- [What is expected] Copy out each line in the material below that has the word "peeked".

BEGIN Material provided

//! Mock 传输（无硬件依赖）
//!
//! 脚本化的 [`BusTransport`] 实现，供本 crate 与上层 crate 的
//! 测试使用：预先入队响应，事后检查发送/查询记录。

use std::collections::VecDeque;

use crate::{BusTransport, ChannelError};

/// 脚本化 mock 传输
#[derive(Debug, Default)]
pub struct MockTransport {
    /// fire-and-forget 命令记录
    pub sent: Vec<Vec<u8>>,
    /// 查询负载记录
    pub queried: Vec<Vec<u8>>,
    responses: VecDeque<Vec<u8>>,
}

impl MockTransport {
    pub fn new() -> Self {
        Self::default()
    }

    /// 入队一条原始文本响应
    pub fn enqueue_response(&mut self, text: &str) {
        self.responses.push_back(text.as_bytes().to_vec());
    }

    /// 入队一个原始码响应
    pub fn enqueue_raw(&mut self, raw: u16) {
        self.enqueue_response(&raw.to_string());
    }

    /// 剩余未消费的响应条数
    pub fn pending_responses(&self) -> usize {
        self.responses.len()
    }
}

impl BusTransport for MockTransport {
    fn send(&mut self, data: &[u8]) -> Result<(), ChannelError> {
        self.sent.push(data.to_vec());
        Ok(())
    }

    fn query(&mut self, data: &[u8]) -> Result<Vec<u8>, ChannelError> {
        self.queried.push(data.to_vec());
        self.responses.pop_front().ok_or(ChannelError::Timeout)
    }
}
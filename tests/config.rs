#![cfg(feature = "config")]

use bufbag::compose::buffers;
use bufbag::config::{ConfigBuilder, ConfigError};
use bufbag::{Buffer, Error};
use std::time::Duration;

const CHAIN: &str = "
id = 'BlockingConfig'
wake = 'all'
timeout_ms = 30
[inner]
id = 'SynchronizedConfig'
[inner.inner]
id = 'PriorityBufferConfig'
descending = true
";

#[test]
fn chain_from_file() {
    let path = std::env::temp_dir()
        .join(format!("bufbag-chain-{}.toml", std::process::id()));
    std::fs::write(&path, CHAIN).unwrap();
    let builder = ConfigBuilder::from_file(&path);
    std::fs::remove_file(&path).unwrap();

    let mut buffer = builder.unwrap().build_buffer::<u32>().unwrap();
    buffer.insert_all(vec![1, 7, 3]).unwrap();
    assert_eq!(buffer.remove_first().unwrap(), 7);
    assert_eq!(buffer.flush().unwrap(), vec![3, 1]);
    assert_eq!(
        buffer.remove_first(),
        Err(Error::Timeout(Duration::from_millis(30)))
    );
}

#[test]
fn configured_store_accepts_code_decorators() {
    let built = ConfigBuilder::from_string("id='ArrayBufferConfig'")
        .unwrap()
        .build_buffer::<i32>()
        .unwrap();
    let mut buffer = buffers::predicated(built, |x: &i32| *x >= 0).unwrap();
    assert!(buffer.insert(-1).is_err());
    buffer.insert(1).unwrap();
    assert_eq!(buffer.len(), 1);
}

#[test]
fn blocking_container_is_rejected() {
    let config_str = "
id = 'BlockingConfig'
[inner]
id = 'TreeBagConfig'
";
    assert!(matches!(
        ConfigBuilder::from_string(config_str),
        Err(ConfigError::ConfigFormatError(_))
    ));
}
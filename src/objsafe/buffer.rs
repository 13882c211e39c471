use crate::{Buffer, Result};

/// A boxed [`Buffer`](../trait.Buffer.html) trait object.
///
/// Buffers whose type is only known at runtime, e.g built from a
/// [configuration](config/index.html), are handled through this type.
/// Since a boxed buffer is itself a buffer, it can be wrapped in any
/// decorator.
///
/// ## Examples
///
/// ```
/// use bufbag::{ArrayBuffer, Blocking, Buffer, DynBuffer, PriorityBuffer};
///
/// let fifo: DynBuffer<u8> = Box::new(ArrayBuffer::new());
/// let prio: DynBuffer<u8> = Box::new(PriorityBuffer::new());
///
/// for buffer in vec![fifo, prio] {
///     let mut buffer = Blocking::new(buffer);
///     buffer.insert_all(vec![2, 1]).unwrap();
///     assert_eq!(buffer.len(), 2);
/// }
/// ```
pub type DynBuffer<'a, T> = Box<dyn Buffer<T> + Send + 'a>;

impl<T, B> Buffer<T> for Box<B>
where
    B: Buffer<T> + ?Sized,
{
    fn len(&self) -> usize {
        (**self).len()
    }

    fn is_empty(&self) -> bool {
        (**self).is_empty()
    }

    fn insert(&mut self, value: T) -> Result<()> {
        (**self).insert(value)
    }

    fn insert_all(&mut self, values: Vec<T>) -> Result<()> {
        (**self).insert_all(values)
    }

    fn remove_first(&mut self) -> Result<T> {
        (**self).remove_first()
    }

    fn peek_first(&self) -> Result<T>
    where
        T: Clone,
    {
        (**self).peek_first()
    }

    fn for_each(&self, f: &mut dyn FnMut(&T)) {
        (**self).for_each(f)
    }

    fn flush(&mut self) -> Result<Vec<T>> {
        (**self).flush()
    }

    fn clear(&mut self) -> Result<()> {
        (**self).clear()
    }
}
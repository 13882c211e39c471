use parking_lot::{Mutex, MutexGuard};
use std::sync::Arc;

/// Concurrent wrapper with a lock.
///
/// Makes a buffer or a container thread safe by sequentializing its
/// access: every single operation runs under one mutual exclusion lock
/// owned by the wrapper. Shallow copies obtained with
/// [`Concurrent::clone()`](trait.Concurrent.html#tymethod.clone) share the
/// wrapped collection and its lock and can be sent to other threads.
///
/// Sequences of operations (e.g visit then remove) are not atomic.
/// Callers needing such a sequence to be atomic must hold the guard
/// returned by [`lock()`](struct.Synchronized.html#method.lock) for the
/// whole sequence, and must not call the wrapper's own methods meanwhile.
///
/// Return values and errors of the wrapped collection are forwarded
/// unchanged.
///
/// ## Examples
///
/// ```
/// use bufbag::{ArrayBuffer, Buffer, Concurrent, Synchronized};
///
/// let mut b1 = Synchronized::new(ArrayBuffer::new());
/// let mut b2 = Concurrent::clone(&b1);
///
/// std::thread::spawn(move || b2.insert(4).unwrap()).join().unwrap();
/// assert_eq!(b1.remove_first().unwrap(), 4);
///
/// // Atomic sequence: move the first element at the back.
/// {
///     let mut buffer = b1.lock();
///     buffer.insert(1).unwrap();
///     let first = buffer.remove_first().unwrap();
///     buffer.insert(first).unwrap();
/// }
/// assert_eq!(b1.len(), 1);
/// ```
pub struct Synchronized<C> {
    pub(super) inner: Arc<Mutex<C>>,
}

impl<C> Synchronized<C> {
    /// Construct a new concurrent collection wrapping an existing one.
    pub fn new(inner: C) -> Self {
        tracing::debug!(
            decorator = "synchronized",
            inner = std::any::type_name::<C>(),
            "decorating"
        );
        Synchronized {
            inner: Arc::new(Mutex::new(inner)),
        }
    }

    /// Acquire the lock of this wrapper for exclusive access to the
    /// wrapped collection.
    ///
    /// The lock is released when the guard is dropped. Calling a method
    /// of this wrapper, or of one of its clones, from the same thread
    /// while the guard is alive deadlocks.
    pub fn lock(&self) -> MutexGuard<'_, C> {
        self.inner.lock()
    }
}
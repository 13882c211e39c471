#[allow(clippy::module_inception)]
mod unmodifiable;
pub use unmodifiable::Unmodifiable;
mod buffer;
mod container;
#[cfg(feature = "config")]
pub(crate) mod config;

END Material provided
BEGIN Material provided

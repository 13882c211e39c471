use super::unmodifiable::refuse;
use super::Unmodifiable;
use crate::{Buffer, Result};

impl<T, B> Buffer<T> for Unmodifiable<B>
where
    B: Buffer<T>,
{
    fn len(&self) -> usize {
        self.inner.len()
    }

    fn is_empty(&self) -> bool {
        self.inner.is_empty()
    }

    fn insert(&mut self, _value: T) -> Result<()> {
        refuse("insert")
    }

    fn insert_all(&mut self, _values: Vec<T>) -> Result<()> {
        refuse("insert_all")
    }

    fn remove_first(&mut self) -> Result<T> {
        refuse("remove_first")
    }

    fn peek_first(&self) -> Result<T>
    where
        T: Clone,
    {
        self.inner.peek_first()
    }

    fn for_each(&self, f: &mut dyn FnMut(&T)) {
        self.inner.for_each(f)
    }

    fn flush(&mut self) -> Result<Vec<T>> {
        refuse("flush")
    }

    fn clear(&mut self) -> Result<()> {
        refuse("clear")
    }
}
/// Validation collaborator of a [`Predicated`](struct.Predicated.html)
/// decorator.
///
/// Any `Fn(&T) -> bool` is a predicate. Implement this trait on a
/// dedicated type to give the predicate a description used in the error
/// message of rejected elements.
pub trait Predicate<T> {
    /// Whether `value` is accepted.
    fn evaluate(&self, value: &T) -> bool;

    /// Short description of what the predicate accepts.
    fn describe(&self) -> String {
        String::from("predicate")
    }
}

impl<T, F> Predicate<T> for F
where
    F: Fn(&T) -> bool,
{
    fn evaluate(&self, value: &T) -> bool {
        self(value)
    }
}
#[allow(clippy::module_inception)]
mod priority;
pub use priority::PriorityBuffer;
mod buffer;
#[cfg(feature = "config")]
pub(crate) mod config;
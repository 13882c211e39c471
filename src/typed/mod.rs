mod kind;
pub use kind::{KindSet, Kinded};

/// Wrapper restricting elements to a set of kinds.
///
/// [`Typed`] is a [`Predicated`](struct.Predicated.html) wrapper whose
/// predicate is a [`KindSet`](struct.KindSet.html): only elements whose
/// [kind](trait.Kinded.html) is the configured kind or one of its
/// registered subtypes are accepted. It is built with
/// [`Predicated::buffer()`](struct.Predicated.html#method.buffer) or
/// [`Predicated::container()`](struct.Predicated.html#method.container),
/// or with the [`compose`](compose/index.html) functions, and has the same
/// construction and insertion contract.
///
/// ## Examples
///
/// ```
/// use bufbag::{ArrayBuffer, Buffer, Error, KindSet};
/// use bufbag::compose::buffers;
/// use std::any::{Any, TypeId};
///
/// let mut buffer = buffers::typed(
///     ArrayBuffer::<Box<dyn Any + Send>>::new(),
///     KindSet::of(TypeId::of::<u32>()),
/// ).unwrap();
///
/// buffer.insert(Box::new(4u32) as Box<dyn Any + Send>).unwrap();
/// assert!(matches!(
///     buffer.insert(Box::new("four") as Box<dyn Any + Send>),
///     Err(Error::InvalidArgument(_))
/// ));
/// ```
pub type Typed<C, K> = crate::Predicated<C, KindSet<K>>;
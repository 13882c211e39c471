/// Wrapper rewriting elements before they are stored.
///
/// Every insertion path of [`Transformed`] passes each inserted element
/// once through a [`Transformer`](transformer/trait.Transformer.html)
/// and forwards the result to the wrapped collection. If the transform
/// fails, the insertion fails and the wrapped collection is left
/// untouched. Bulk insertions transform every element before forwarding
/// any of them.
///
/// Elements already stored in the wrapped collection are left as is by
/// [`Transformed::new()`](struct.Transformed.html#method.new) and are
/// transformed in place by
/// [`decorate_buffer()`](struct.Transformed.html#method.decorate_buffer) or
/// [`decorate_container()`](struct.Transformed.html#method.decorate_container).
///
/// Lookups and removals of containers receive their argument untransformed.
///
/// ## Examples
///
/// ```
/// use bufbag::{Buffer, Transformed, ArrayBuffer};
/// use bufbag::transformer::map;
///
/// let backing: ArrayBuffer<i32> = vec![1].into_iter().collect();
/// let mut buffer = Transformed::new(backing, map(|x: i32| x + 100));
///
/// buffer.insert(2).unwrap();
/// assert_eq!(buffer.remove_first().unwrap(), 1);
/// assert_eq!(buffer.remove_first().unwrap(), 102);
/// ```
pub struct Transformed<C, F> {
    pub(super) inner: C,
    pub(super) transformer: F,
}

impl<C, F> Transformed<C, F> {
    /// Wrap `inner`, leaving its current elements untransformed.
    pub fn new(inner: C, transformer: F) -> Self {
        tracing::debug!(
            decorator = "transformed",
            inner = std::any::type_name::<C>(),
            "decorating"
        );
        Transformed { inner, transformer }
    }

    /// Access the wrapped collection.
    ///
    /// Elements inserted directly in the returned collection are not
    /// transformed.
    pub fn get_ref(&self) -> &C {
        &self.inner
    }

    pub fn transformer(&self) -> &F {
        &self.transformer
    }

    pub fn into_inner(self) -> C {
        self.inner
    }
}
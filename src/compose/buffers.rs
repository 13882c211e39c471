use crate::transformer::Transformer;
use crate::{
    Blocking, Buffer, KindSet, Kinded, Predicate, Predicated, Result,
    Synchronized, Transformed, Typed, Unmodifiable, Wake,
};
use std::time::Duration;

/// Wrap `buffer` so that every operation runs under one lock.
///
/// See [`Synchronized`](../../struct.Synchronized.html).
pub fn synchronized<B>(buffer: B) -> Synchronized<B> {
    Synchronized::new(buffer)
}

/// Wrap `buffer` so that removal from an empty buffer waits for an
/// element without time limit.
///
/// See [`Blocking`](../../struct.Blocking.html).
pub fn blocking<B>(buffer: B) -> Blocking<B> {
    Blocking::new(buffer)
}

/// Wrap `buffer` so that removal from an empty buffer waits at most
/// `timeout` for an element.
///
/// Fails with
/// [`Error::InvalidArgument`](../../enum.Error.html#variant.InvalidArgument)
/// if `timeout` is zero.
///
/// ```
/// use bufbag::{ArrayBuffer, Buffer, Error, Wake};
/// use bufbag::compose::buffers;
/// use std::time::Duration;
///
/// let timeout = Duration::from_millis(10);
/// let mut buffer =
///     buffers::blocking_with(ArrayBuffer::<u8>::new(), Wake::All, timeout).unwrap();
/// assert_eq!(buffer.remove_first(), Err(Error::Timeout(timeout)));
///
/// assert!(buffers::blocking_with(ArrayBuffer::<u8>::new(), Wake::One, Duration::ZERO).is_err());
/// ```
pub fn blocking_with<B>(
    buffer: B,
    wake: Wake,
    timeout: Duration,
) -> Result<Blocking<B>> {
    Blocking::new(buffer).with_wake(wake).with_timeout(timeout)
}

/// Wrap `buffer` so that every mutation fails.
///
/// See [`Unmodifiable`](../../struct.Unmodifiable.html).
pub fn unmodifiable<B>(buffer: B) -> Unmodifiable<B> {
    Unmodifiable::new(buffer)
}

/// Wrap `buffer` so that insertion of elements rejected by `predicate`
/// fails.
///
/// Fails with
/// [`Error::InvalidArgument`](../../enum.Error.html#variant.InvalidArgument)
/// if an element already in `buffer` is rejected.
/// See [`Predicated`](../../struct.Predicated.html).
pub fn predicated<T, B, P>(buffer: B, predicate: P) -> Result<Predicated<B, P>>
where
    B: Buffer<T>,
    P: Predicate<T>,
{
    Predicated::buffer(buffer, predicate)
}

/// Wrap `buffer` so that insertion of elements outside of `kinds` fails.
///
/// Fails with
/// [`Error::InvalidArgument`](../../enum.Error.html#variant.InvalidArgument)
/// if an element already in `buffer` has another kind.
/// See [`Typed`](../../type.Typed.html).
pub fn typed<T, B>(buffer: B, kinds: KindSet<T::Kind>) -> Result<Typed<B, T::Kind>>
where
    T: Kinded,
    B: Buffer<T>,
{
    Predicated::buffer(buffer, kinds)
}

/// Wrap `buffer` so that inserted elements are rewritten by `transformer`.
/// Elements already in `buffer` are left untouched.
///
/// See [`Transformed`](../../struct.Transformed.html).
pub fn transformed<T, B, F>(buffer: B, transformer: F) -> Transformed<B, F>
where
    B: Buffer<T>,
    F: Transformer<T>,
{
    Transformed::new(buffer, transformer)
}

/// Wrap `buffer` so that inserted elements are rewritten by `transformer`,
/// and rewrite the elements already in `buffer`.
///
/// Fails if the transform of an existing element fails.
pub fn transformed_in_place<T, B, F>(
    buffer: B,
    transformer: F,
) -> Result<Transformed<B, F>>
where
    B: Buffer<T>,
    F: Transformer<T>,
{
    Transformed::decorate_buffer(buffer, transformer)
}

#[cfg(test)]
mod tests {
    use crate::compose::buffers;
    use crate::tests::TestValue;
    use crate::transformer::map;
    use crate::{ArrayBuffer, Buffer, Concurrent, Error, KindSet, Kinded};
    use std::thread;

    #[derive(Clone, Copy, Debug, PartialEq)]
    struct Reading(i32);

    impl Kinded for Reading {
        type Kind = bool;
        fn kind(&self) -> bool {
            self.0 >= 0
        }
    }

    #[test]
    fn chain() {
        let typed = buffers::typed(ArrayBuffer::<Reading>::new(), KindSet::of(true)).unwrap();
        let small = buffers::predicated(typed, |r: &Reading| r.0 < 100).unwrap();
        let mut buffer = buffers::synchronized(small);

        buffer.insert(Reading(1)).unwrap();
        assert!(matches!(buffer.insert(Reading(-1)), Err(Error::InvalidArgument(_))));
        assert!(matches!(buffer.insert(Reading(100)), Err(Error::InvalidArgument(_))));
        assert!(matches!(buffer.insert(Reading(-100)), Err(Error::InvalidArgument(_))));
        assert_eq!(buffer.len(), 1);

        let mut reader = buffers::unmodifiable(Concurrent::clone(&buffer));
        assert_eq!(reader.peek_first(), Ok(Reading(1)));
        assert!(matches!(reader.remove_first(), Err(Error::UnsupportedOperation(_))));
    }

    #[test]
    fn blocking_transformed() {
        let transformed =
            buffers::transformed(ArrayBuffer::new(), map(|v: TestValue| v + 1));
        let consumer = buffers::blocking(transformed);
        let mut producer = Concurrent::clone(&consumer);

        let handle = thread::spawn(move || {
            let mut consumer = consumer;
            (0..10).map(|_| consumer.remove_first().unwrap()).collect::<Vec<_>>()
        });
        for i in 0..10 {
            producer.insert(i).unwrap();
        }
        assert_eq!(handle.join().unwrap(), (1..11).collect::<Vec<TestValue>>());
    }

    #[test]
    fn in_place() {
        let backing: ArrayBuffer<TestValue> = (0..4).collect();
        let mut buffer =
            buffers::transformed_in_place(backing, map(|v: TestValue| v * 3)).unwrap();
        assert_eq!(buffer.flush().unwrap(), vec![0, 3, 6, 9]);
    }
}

END Material provided
BEGIN Material provided

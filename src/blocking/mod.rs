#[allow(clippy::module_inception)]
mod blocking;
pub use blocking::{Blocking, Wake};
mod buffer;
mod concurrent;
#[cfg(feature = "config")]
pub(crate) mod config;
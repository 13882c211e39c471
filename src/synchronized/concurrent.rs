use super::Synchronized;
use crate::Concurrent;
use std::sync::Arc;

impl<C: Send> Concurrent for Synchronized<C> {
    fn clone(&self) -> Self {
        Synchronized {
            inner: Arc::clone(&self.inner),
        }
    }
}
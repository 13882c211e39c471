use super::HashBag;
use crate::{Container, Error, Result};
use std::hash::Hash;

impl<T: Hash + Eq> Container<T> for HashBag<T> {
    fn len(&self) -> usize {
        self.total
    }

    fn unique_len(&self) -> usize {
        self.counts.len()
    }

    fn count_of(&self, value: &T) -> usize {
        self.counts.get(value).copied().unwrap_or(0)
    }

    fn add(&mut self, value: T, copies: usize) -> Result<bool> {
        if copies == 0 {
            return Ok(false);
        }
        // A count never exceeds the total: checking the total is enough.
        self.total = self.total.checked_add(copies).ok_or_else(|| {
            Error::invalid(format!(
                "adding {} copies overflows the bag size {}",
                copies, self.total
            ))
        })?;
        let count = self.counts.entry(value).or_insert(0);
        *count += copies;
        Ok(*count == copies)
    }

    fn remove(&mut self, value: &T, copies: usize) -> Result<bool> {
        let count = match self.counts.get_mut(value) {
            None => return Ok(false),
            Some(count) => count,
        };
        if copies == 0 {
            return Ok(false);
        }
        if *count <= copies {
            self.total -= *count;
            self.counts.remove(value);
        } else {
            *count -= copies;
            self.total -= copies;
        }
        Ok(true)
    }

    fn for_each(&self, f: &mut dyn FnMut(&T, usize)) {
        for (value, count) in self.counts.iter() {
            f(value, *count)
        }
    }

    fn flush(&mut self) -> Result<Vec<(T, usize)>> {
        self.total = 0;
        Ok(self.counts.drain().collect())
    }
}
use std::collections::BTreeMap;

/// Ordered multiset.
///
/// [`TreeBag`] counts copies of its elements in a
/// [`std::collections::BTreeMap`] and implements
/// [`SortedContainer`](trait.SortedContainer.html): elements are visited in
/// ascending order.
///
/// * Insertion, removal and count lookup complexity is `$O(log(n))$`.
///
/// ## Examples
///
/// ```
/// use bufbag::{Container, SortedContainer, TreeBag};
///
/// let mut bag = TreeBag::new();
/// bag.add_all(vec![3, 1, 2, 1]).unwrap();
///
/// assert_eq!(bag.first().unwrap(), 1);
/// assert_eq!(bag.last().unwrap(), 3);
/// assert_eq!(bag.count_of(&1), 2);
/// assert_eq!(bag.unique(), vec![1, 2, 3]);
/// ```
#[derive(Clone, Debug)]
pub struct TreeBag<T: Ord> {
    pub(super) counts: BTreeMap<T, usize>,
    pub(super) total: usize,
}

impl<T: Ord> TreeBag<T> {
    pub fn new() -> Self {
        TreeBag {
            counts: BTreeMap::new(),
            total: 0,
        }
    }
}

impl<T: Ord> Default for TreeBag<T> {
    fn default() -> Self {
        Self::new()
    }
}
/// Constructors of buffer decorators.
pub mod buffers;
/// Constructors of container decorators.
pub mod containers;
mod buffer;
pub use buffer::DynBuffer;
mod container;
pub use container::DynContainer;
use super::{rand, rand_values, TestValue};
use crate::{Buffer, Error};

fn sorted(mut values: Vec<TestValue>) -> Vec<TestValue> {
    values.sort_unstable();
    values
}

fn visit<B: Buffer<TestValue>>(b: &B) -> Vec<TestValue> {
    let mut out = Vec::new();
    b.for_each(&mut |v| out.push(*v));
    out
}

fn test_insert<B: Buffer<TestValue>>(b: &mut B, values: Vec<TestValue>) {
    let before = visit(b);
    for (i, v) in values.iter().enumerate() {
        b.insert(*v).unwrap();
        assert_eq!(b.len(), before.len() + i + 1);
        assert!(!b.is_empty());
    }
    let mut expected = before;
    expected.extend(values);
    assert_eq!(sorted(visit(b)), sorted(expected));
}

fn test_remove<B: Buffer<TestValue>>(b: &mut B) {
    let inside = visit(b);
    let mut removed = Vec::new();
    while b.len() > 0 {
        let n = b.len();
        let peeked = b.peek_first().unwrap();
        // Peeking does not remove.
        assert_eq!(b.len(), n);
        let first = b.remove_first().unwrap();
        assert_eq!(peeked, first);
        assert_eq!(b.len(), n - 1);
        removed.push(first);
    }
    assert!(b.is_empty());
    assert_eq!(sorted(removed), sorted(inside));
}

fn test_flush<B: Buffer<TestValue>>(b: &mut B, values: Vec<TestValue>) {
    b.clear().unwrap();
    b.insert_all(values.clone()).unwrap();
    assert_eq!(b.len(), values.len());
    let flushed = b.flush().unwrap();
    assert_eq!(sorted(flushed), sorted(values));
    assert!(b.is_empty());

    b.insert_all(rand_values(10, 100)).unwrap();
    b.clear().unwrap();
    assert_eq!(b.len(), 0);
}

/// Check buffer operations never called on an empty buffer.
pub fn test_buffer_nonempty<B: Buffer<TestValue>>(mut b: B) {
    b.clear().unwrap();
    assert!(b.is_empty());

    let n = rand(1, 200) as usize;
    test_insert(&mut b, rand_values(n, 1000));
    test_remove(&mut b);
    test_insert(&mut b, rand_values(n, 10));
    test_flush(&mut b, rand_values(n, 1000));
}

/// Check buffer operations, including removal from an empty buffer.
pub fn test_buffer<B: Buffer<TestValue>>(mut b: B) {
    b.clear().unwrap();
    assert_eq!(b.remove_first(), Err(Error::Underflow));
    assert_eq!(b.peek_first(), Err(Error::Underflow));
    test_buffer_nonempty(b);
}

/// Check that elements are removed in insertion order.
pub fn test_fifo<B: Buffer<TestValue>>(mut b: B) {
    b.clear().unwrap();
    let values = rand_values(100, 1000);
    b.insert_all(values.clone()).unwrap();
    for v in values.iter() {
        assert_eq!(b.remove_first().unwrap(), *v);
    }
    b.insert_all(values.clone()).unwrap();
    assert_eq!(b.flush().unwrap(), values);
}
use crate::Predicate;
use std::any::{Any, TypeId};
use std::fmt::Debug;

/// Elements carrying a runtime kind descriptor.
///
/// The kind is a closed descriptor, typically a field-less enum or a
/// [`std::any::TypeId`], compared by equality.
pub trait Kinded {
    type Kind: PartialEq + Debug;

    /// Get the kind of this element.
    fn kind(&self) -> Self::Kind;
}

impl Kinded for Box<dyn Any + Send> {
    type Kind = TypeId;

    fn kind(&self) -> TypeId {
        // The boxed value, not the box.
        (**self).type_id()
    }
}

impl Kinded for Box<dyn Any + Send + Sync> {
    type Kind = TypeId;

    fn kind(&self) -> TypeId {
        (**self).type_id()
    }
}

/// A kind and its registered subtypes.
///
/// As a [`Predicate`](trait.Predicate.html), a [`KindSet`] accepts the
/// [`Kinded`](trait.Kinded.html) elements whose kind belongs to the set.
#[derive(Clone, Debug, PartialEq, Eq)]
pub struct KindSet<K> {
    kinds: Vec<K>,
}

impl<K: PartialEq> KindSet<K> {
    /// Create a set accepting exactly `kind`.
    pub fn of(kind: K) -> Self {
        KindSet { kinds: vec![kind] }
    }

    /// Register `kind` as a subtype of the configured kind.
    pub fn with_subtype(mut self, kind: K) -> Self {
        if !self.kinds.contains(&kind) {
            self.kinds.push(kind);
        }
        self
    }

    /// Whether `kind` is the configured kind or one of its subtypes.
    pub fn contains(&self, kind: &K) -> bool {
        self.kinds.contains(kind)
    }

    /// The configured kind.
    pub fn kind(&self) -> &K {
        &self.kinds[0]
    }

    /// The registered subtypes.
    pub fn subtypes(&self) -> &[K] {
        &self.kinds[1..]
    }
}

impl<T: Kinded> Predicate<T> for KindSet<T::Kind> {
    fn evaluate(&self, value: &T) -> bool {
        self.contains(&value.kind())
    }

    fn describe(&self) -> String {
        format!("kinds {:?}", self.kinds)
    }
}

END Material provided

- [Answer for the task]
        let peeked = b.peek_first().unwrap();
        assert_eq!(peeked, first);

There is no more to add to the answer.